For many farmers, the only hope of turning a profit -- or just breaking even -- depends entirely on saving their tobacco crops.

Mac Sutton looks dejectedly at his corn crop. "He ain't nothing. He ain't even got any kernels on it," he says of one cob, but typical of the field.

The corn Mac Sutton planted in the spring is diseased and withered now. Some stalks are so dry, they've snapped in half.

He'll be lucky if he can pick 20 of the 65 acres of corn he tends.

"I see a lot of money just thrown away," he says. "A lot of time and a lot of work. There won't be any return from it."

Susan Powell also lost most of her vegetable crops this year. She has to buy from other growers to stock her produce stand. The cost gets passed along to her customers.

"Pricewise, this is the most people have had to pay here for anything that I can remember in years," she says.

Even if it started raining right now, it would be too late to save corn and some other crops.

Instead, the sun keeps beating down on fields that are already scorched, leaving little hope that conditions will improve later in the season.

Many farmers are resigned to praying for rain and trying to do the best they can with what crop is left.

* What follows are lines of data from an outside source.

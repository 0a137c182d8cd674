//! External collaborators the pipeline consumes: the social platform, text and
//! image generation, and object storage. Live implementations sit in the
//! submodules; the pipeline only sees these traits.

pub mod heurist;
pub mod storage;
pub mod twitter;

#[cfg(test)]
mod tests;

use std::collections::HashMap;
use std::sync::Arc;

use async_trait::async_trait;
use base64::Engine;
use bytes::Bytes;

use crate::core::queue::RequestQueue;
use crate::error::{GenerationError, PlatformError, StorageError};
use crate::models::{Item, MediaRef, SearchMode, SentPost};

#[async_trait]
pub trait PlatformClient: Send + Sync {
    async fn search_recent(
        &self,
        query: &str,
        limit: usize,
        mode: SearchMode,
    ) -> Result<Vec<Item>, PlatformError>;

    async fn send_reply(
        &self,
        text: &str,
        reply_to_id: Option<&str>,
        media: Option<&MediaRef>,
    ) -> Result<SentPost, PlatformError>;
}

#[derive(Debug, Clone, Copy)]
pub struct TextConstraints {
    pub max_chars: usize,
}

#[async_trait]
pub trait TextGenerator: Send + Sync {
    async fn generate(
        &self,
        context: &str,
        constraints: &TextConstraints,
    ) -> Result<String, GenerationError>;
}

/// Fully resolved image request. Optional tuning is left to the provider's defaults.
#[derive(Debug, Clone, PartialEq)]
pub struct ImageRequest {
    pub prompt: String,
    pub width: u32,
    pub height: u32,
    pub seed: Option<u64>,
    pub guidance_scale: Option<f64>,
    pub num_iterations: Option<u32>,
    pub negative_prompt: Option<String>,
}

#[derive(Debug, Clone, PartialEq)]
pub enum GeneratedImage {
    Url(String),
    Data(Bytes),
}

impl GeneratedImage {
    /// Accepts a remote URL, a `data:` URI, or bare base64.
    pub fn parse(raw: &str) -> Result<Self, GenerationError> {
        let raw = raw.trim().trim_matches('"');
        if raw.starts_with("http://") || raw.starts_with("https://") {
            return Ok(GeneratedImage::Url(raw.to_string()));
        }

        let payload = match raw.strip_prefix("data:") {
            Some(rest) => match rest.split_once(";base64,") {
                Some((_mime, data)) => data,
                None => {
                    return Err(GenerationError::InvalidImageData(
                        "data URI is not base64 encoded".to_string(),
                    ))
                }
            },
            None => raw,
        };

        if payload.is_empty() {
            return Err(GenerationError::InvalidImageData("empty payload".to_string()));
        }

        base64::engine::general_purpose::STANDARD
            .decode(payload)
            .map(|bytes| GeneratedImage::Data(Bytes::from(bytes)))
            .map_err(|e| GenerationError::InvalidImageData(e.to_string()))
    }
}

#[async_trait]
pub trait ImageGenerator: Send + Sync {
    async fn generate(&self, request: &ImageRequest) -> Result<Vec<GeneratedImage>, GenerationError>;

    /// Fetch a generated image that came back as a URL.
    async fn download(&self, url: &str) -> Result<Bytes, GenerationError>;
}

/// GET `url` into memory with the caller's client, so its timeout applies.
pub(crate) async fn download_with(
    client: &reqwest::Client,
    url: &str,
) -> Result<Bytes, GenerationError> {
    let failed = |reason: String| GenerationError::RequestFailed {
        provider: "image-download".to_string(),
        reason,
    };
    let response = client
        .get(url)
        .send()
        .await
        .map_err(|e| failed(e.to_string()))?;
    if !response.status().is_success() {
        return Err(failed(format!("status {}", response.status())));
    }
    response.bytes().await.map_err(|e| failed(e.to_string()))
}

#[async_trait]
pub trait ObjectStorage: Send + Sync {
    /// Store the bytes and return a durable public URL.
    async fn upload(&self, bytes: Bytes, filename: &str) -> Result<String, StorageError>;
}

/// One platform account: its client and the queue all of its calls go through.
pub struct AccountHandle {
    pub account: String,
    pub client: Arc<dyn PlatformClient>,
    pub queue: RequestQueue,
}

/// Account id to client lookup, owned by the composition root.
#[derive(Default)]
pub struct ClientRegistry {
    accounts: HashMap<String, Arc<AccountHandle>>,
}

impl ClientRegistry {
    pub fn new() -> Self {
        Self::default()
    }

    /// Returns the existing handle when the account is already registered.
    pub fn register(
        &mut self,
        account: &str,
        client: Arc<dyn PlatformClient>,
    ) -> Arc<AccountHandle> {
        self.accounts
            .entry(account.to_string())
            .or_insert_with(|| {
                Arc::new(AccountHandle {
                    account: account.to_string(),
                    client,
                    queue: RequestQueue::new(),
                })
            })
            .clone()
    }

    #[cfg(test)]
    pub fn get(&self, account: &str) -> Option<Arc<AccountHandle>> {
        self.accounts.get(account).cloned()
    }
}
use std::fs;
use std::path::{Path, PathBuf};

use serde::{Deserialize, Serialize};
use tracing::info;

use crate::error::ConfigError;

const DEFAULT_IMAGE_SCENE: &str =
    "a quiet landscape at golden hour, soft light, detailed digital painting";

#[derive(Debug, Clone, Serialize, Deserialize)]
pub struct CharacterConfig {
    pub name: String,
    /// Persona preamble handed to the text generator.
    pub prompt: String,
    #[serde(default)]
    pub topics: Vec<String>,
    #[serde(default)]
    pub adjectives: Vec<String>,
    /// Scene used when an image request has nothing left after cleanup.
    #[serde(default)]
    pub image_scene: Option<String>,
    /// Reply used when no text generator is configured. `{author}` is substituted.
    #[serde(default)]
    pub fallback_reply: Option<String>,
}

impl CharacterConfig {
    pub fn image_scene(&self) -> &str {
        self.image_scene.as_deref().unwrap_or(DEFAULT_IMAGE_SCENE)
    }

    /// Topic and trait words the classifier treats as engagement triggers.
    pub fn keywords(&self) -> impl Iterator<Item = &str> {
        self.topics
            .iter()
            .chain(self.adjectives.iter())
            .map(String::as_str)
    }
}

pub fn character_path(root: impl AsRef<Path>, character_name: &str) -> PathBuf {
    let mut config_path = root.as_ref().to_path_buf();
    config_path.push(character_name);
    config_path.push("config.json");
    config_path
}

pub fn load_character_config(
    root: impl AsRef<Path>,
    character_name: &str,
) -> Result<CharacterConfig, ConfigError> {
    let config_path = character_path(root, character_name);

    if !config_path.exists() {
        return Err(ConfigError::Character {
            name: character_name.to_string(),
            reason: format!("no config at {}", config_path.display()),
        });
    }

    let config_str = fs::read_to_string(&config_path)?;
    let config: CharacterConfig =
        serde_json::from_str(&config_str).map_err(|e| ConfigError::Character {
            name: character_name.to_string(),
            reason: e.to_string(),
        })?;

    if config.prompt.trim().is_empty() {
        return Err(ConfigError::Character {
            name: character_name.to_string(),
            reason: "prompt is empty".to_string(),
        });
    }

    info!(character = %config.name, topics = config.topics.len(), "Loaded character profile");
    Ok(config)
}

#[cfg(test)]
mod tests {
    use super::*;

    #[test]
    fn missing_optional_fields_default() {
        let config: CharacterConfig =
            serde_json::from_str(r#"{"name":"bot","prompt":"you are a bot"}"#).unwrap();
        assert!(config.topics.is_empty());
        assert_eq!(config.image_scene(), DEFAULT_IMAGE_SCENE);
        assert_eq!(config.keywords().count(), 0);
    }

    #[test]
    fn keywords_merge_topics_and_adjectives() {
        let config: CharacterConfig = serde_json::from_str(
            r#"{"name":"bot","prompt":"p","topics":["space"],"adjectives":["curious"]}"#,
        )
        .unwrap();
        let words: Vec<&str> = config.keywords().collect();
        assert_eq!(words, vec!["space", "curious"]);
    }

    #[test]
    fn unknown_character_is_a_config_error() {
        let err = load_character_config(std::env::temp_dir(), "definitely-not-here").unwrap_err();
        assert!(matches!(err, ConfigError::Character { .. }));
    }

    #[test]
    fn bundled_character_loads() {
        let config =
            load_character_config(concat!(env!("CARGO_MANIFEST_DIR"), "/characters"), "agentbot")
                .unwrap();
        assert_eq!(config.name, "agentbot");
        assert!(!config.topics.is_empty());
    }
}
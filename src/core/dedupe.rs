use std::sync::Arc;

use chrono::Utc;
use moka::policy::EvictionPolicy;
use moka::sync::Cache;
use tracing::{debug, warn};

use crate::memory::{CacheKeys, DurableCache, SetOptions};
use crate::models::Item;

/// Tracks which item ids this process has already taken on.
///
/// The in-memory set is the authority for the process lifetime. Ids are also
/// written to the durable cache without expiry; that copy is only read back when
/// the in-memory set is bounded and may have evicted an older id.
pub struct DedupeTracker {
    seen: Cache<String, ()>,
    bounded: bool,
    watermark_ms: i64,
    cache: Arc<dyn DurableCache>,
    keys: CacheKeys,
}

impl DedupeTracker {
    /// Captures the startup watermark now.
    pub fn new(cache: Arc<dyn DurableCache>, keys: CacheKeys, capacity: Option<u64>) -> Self {
        Self::with_watermark(cache, keys, capacity, Utc::now().timestamp_millis())
    }

    pub fn with_watermark(
        cache: Arc<dyn DurableCache>,
        keys: CacheKeys,
        capacity: Option<u64>,
        watermark_ms: i64,
    ) -> Self {
        let seen = match capacity {
            Some(max) => Cache::builder()
                .max_capacity(max)
                .eviction_policy(EvictionPolicy::lru())
                .build(),
            None => Cache::builder().build(),
        };
        DedupeTracker {
            seen,
            bounded: capacity.is_some(),
            watermark_ms,
            cache,
            keys,
        }
    }

    pub fn watermark_ms(&self) -> i64 {
        self.watermark_ms
    }

    /// Items without a timestamp count as stale: freshness cannot be shown.
    pub fn is_stale(&self, item: &Item) -> bool {
        match item.created_at_epoch_secs {
            Some(secs) => secs.saturating_mul(1000) < self.watermark_ms,
            None => true,
        }
    }

    #[cfg(test)]
    pub fn is_processed(&self, item_id: &str) -> bool {
        self.seen.contains_key(item_id)
    }

    /// Claims the item for processing. Returns true at most once per id.
    ///
    /// The id is recorded before any downstream work starts, so a duplicate
    /// later in the same fetch is dropped.
    pub async fn should_process(&self, item: &Item) -> bool {
        if !item.has_id() || item.created_at_epoch_secs.is_none() {
            debug!(author = %item.author_handle, "Discarding item without id or timestamp");
            return false;
        }
        if self.is_stale(item) {
            debug!(item_id = %item.id, "Skipping item older than startup watermark");
            return false;
        }
        if self.seen.contains_key(&item.id) {
            return false;
        }
        if self.bounded && self.persisted(&item.id).await {
            self.seen.insert(item.id.clone(), ());
            return false;
        }

        self.seen.entry(item.id.clone()).or_insert(()).is_fresh()
    }

    /// Records the id and persists it in the background. A failed write only
    /// costs durability, the in-memory set still blocks reprocessing.
    pub fn mark_processed(&self, item: &Item) {
        if !item.has_id() {
            return;
        }
        self.seen.insert(item.id.clone(), ());

        let value = match serde_json::to_string(item) {
            Ok(value) => value,
            Err(e) => {
                warn!(item_id = %item.id, error = %e, "Could not serialize processed item");
                return;
            }
        };
        let key = self.keys.processed(&item.id);
        let cache = Arc::clone(&self.cache);
        tokio::spawn(async move {
            if let Err(e) = cache.set(&key, &value, SetOptions::default()).await {
                warn!(key = %key, error = %e, "Failed to persist processed item id");
            }
        });
    }

    async fn persisted(&self, item_id: &str) -> bool {
        match self.cache.get(&self.keys.processed(item_id)).await {
            Ok(found) => found.is_some(),
            Err(e) => {
                warn!(item_id = %item_id, error = %e, "Dedupe store lookup failed, using memory only");
                false
            }
        }
    }
}
//! Twitter API v2 client, OAuth 1.0a user context.

use std::collections::HashMap;
use std::time::Duration;

use async_trait::async_trait;
use chrono::{DateTime, Utc};
use reqwest::header::CONTENT_TYPE;
use reqwest_oauth1::OAuthClientProvider;
use serde::{Deserialize, Serialize};
use tracing::debug;

use crate::config::TwitterCredentials;
use crate::error::PlatformError;
use crate::models::{Item, MediaRef, SearchMode, SentPost};
use crate::providers::PlatformClient;

const API_BASE: &str = "https://api.twitter.com/2";
const REQUEST_TIMEOUT: Duration = Duration::from_secs(30);

pub struct TwitterClient {
    http: reqwest::Client,
    credentials: TwitterCredentials,
    username: String,
}

impl TwitterClient {
    pub fn new(credentials: TwitterCredentials, username: &str) -> Result<Self, PlatformError> {
        let http = reqwest::Client::builder()
            .timeout(REQUEST_TIMEOUT)
            .build()
            .map_err(|e| PlatformError::Http(e.to_string()))?;
        Ok(TwitterClient {
            http,
            credentials,
            username: username.trim_start_matches('@').to_string(),
        })
    }

    fn secrets(&self) -> reqwest_oauth1::Secrets<'_> {
        reqwest_oauth1::Secrets::new(
            self.credentials.consumer_key.as_str(),
            self.credentials.consumer_secret.as_str(),
        )
        .token(
            self.credentials.access_token.as_str(),
            self.credentials.access_token_secret.as_str(),
        )
    }

    async fn read_success(response: reqwest::Response) -> Result<String, PlatformError> {
        let status = response.status();
        if status.as_u16() == 429 {
            let retry_after = response
                .headers()
                .get("x-rate-limit-reset")
                .and_then(|v| v.to_str().ok())
                .and_then(|v| v.parse::<i64>().ok())
                .and_then(|reset| (reset - Utc::now().timestamp()).try_into().ok())
                .map(Duration::from_secs);
            return Err(PlatformError::RateLimited { retry_after });
        }

        let body = response
            .text()
            .await
            .map_err(|e| PlatformError::Http(e.to_string()))?;
        if !status.is_success() {
            return Err(PlatformError::RequestFailed {
                status: status.as_u16(),
                body,
            });
        }
        Ok(body)
    }
}

#[derive(Debug, Deserialize)]
struct SearchResponse {
    #[serde(default)]
    data: Vec<ApiTweet>,
    #[serde(default)]
    includes: Includes,
}

#[derive(Debug, Deserialize)]
struct ApiTweet {
    #[serde(default)]
    id: String,
    #[serde(default)]
    text: String,
    author_id: Option<String>,
    created_at: Option<String>,
    conversation_id: Option<String>,
    #[serde(default)]
    referenced_tweets: Vec<ReferencedTweet>,
}

#[derive(Debug, Deserialize)]
struct ReferencedTweet {
    #[serde(rename = "type")]
    kind: String,
    id: String,
}

#[derive(Debug, Default, Deserialize)]
struct Includes {
    #[serde(default)]
    users: Vec<ApiUser>,
}

#[derive(Debug, Deserialize)]
struct ApiUser {
    id: String,
    username: String,
}

#[derive(Debug, Serialize)]
struct CreateTweet<'a> {
    text: &'a str,
    #[serde(skip_serializing_if = "Option::is_none")]
    reply: Option<ReplyTo<'a>>,
}

#[derive(Debug, Serialize)]
struct ReplyTo<'a> {
    in_reply_to_tweet_id: &'a str,
}

#[derive(Debug, Deserialize)]
struct CreateTweetResponse {
    data: CreatedTweet,
}

#[derive(Debug, Deserialize)]
struct CreatedTweet {
    id: String,
}

/// Maps a `search/recent` body to items, resolving author handles from the
/// user expansion. Missing timestamps stay `None` and are rejected downstream.
pub(crate) fn parse_search_response(body: &str) -> Result<Vec<Item>, PlatformError> {
    let page: SearchResponse =
        serde_json::from_str(body).map_err(|e| PlatformError::InvalidResponse(e.to_string()))?;

    let handles: HashMap<&str, &str> = page
        .includes
        .users
        .iter()
        .map(|u| (u.id.as_str(), u.username.as_str()))
        .collect();

    Ok(page
        .data
        .iter()
        .map(|tweet| Item {
            id: tweet.id.clone(),
            author_handle: tweet
                .author_id
                .as_deref()
                .map(|id| handles.get(id).copied().unwrap_or(id).to_string())
                .unwrap_or_default(),
            text: tweet.text.clone(),
            created_at_epoch_secs: tweet
                .created_at
                .as_deref()
                .and_then(|ts| DateTime::parse_from_rfc3339(ts).ok())
                .map(|ts| ts.timestamp()),
            conversation_id: tweet.conversation_id.clone(),
            in_reply_to_id: tweet
                .referenced_tweets
                .iter()
                .find(|r| r.kind == "replied_to")
                .map(|r| r.id.clone()),
        })
        .collect())
}

/// The image reference travels as a link at the end of the post.
pub(crate) fn status_text(text: &str, media: Option<&MediaRef>) -> String {
    match media {
        Some(media) if !text.contains(&media.url) => format!("{} {}", text.trim_end(), media.url),
        _ => text.to_string(),
    }
}

#[async_trait]
impl PlatformClient for TwitterClient {
    async fn search_recent(
        &self,
        query: &str,
        limit: usize,
        mode: SearchMode,
    ) -> Result<Vec<Item>, PlatformError> {
        // The endpoint only accepts 10..=100
        let max_results = limit.clamp(10, 100).to_string();
        let sort_order = match mode {
            SearchMode::Latest => "recency",
            SearchMode::Top => "relevancy",
        };
        let params = [
            ("query", query),
            ("max_results", max_results.as_str()),
            ("sort_order", sort_order),
            (
                "tweet.fields",
                "created_at,author_id,conversation_id,referenced_tweets",
            ),
            ("expansions", "author_id"),
            ("user.fields", "username"),
        ];

        debug!(query = %query, limit, "Searching recent tweets");
        let response = self
            .http
            .clone()
            .oauth1(self.secrets())
            .get(format!("{}/tweets/search/recent", API_BASE))
            .query(&params)
            .send()
            .await
            .map_err(|e| PlatformError::Http(e.to_string()))?;

        let body = Self::read_success(response).await?;
        let mut items = parse_search_response(&body)?;
        items.truncate(limit);
        Ok(items)
    }

    async fn send_reply(
        &self,
        text: &str,
        reply_to_id: Option<&str>,
        media: Option<&MediaRef>,
    ) -> Result<SentPost, PlatformError> {
        let text = status_text(text, media);
        let payload = serde_json::to_string(&CreateTweet {
            text: &text,
            reply: reply_to_id.map(|id| ReplyTo {
                in_reply_to_tweet_id: id,
            }),
        })
        .map_err(|e| PlatformError::InvalidResponse(e.to_string()))?;

        let response = self
            .http
            .clone()
            .oauth1(self.secrets())
            .post(format!("{}/tweets", API_BASE))
            .header(CONTENT_TYPE, "application/json")
            .body(payload)
            .send()
            .await
            .map_err(|e| PlatformError::Http(e.to_string()))?;

        let body = Self::read_success(response).await?;
        let created: CreateTweetResponse = serde_json::from_str(&body)
            .map_err(|e| PlatformError::InvalidResponse(e.to_string()))?;

        Ok(SentPost {
            permalink: format!("https://x.com/{}/status/{}", self.username, created.data.id),
            id: created.data.id,
        })
    }
}
mod heurist_tests;
mod provider_tests;
mod twitter_tests;
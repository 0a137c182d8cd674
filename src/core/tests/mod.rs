
mod runtime_tests;
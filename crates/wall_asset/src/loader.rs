//! Image loading
//!
//! Loads are bounded by a timeout; a bulk load is best-effort and drops the
//! icons that fail instead of aborting.

use crate::error::{AssetError, Result};
use crate::manifest::IconMeta;
use futures_util::future::join_all;
use image::RgbaImage;
use std::collections::HashMap;
use std::path::{Path, PathBuf};
use std::sync::Arc;
use std::time::Duration;

/// Default bound for a single image load
pub const DEFAULT_LOAD_TIMEOUT: Duration = Duration::from_secs(5);

/// Source of raw image bytes
#[async_trait::async_trait]
pub trait ImageLoader: Send + Sync {
    /// Fetch the encoded bytes behind `reference`
    async fn fetch(&self, reference: &str) -> Result<Vec<u8>>;
}

/// Loads references as paths relative to a root directory
#[derive(Debug, Clone)]
pub struct FsImageLoader {
    root: PathBuf,
}

impl FsImageLoader {
    pub fn new(root: impl Into<PathBuf>) -> Self {
        Self { root: root.into() }
    }

    pub fn root(&self) -> &Path {
        &self.root
    }

    /// Map a reference to a filesystem path. `file://` prefixes are accepted.
    pub fn resolve(&self, reference: &str) -> PathBuf {
        let trimmed = reference.strip_prefix("file://").unwrap_or(reference);
        let path = Path::new(trimmed);
        if path.is_absolute() {
            path.to_path_buf()
        } else {
            self.root.join(path)
        }
    }
}

#[async_trait::async_trait]
impl ImageLoader for FsImageLoader {
    async fn fetch(&self, reference: &str) -> Result<Vec<u8>> {
        let path = self.resolve(reference);
        log::trace!("Reading image {}", path.display());
        Ok(tokio::fs::read(&path).await?)
    }
}

/// In-memory loader keyed by reference
#[derive(Debug, Clone, Default)]
pub struct MemoryImageLoader {
    entries: HashMap<String, Arc<Vec<u8>>>,
}

impl MemoryImageLoader {
    pub fn new() -> Self {
        Self::default()
    }

    /// Register encoded bytes under `reference`
    pub fn with(mut self, reference: impl Into<String>, bytes: Vec<u8>) -> Self {
        self.entries.insert(reference.into(), Arc::new(bytes));
        self
    }
}

#[async_trait::async_trait]
impl ImageLoader for MemoryImageLoader {
    async fn fetch(&self, reference: &str) -> Result<Vec<u8>> {
        self.entries
            .get(reference)
            .map(|bytes| bytes.as_ref().clone())
            .ok_or_else(|| AssetError::failed(reference, "not found"))
    }
}

/// Fetch and decode one image within `timeout`
pub async fn load_image(
    loader: &dyn ImageLoader,
    reference: &str,
    timeout: Duration,
) -> Result<RgbaImage> {
    let load = async {
        let bytes = loader
            .fetch(reference)
            .await
            .map_err(|e| AssetError::failed(reference, e))?;
        let decoded =
            image::load_from_memory(&bytes).map_err(|e| AssetError::failed(reference, e))?;
        Ok::<_, AssetError>(decoded.to_rgba8())
    };

    match tokio::time::timeout(timeout, load).await {
        Ok(result) => result,
        Err(_) => Err(AssetError::ImageLoadTimeout {
            reference: reference.to_string(),
            timeout,
        }),
    }
}

/// An icon whose image decoded successfully
#[derive(Debug, Clone)]
pub struct LoadedIcon {
    pub meta: IconMeta,
    pub image: Arc<RgbaImage>,
}

/// Load every icon concurrently. Failures are logged and left out; the
/// result keeps manifest order.
pub async fn load_icons(
    loader: &dyn ImageLoader,
    metas: &[IconMeta],
    timeout: Duration,
) -> Vec<LoadedIcon> {
    let loads = metas.iter().map(|meta| async move {
        let reference = meta.image_reference();
        (meta, load_image(loader, &reference, timeout).await)
    });

    let mut loaded = Vec::with_capacity(metas.len());
    for (meta, result) in join_all(loads).await {
        match result {
            Ok(image) => loaded.push(LoadedIcon {
                meta: meta.clone(),
                image: Arc::new(image),
            }),
            Err(e) => log::warn!("Skipping icon '{}': {}", meta.name, e),
        }
    }

    log::info!("Loaded {}/{} icons", loaded.len(), metas.len());
    loaded
}

#[cfg(test)]
mod tests {
    use super::*;
    use image::{ImageFormat, Rgba};
    use std::io::Cursor;

    fn png_bytes(width: u32, height: u32) -> Vec<u8> {
        let img = RgbaImage::from_pixel(width, height, Rgba([255, 0, 0, 255]));
        let mut buffer = Cursor::new(Vec::new());
        img.write_to(&mut buffer, ImageFormat::Png).unwrap();
        buffer.into_inner()
    }

    struct SlowLoader;

    #[async_trait::async_trait]
    impl ImageLoader for SlowLoader {
        async fn fetch(&self, _reference: &str) -> Result<Vec<u8>> {
            tokio::time::sleep(Duration::from_secs(60)).await;
            Ok(png_bytes(1, 1))
        }
    }

    #[test]
    fn test_resolve_strips_file_scheme() {
        let loader = FsImageLoader::new("/srv/icons");
        assert_eq!(loader.resolve("resource/rust.png"), PathBuf::from("/srv/icons/resource/rust.png"));
        assert_eq!(loader.resolve("file:///tmp/bg.png"), PathBuf::from("/tmp/bg.png"));
    }

    #[tokio::test]
    async fn test_load_image_decodes() {
        let loader = MemoryImageLoader::new().with("a.png", png_bytes(4, 3));
        let img = load_image(&loader, "a.png", DEFAULT_LOAD_TIMEOUT).await.unwrap();
        assert_eq!(img.dimensions(), (4, 3));
    }

    #[tokio::test]
    async fn test_missing_and_corrupt_images_fail() {
        let loader = MemoryImageLoader::new().with("bad.png", vec![1, 2, 3]);
        let missing = load_image(&loader, "nope.png", DEFAULT_LOAD_TIMEOUT).await;
        let corrupt = load_image(&loader, "bad.png", DEFAULT_LOAD_TIMEOUT).await;
        assert!(matches!(missing, Err(AssetError::ImageLoadFailed { .. })));
        assert!(matches!(corrupt, Err(AssetError::ImageLoadFailed { .. })));
    }

    #[tokio::test(start_paused = true)]
    async fn test_slow_load_times_out() {
        let result = load_image(&SlowLoader, "slow.png", DEFAULT_LOAD_TIMEOUT).await;
        match result {
            Err(AssetError::ImageLoadTimeout { timeout, .. }) => assert_eq!(timeout, DEFAULT_LOAD_TIMEOUT),
            other => panic!("expected timeout, got {:?}", other.map(|i| i.dimensions())),
        }
    }

    #[tokio::test]
    async fn test_bulk_load_is_best_effort() {
        let loader = MemoryImageLoader::new()
            .with("resource/rust.png", png_bytes(8, 8))
            .with("resource/go.png", png_bytes(6, 6));
        let metas = vec![
            IconMeta::new("rust", 8.0, 8.0),
            IconMeta::new("missing", 8.0, 8.0),
            IconMeta::new("go", 6.0, 6.0),
        ];

        let loaded = load_icons(&loader, &metas, DEFAULT_LOAD_TIMEOUT).await;
        let names: Vec<&str> = loaded.iter().map(|icon| icon.meta.name.as_str()).collect();
        assert_eq!(names, vec!["rust", "go"]);
    }
}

Farmers like Sutton are focusing now on tobacco -- their biggest cash crop.

Because tobacco plants are hardier, they are more likely to recover from the drought. Sutton is hopeful it can make up for his other losses.

"If we can make any money on tobacco, it'll have to come over and help take the bills off of this corn," he says.

Quotas were cut this year, so farmers are growing 17 percent less tobacco -- 17 percent less of their most profitable crop.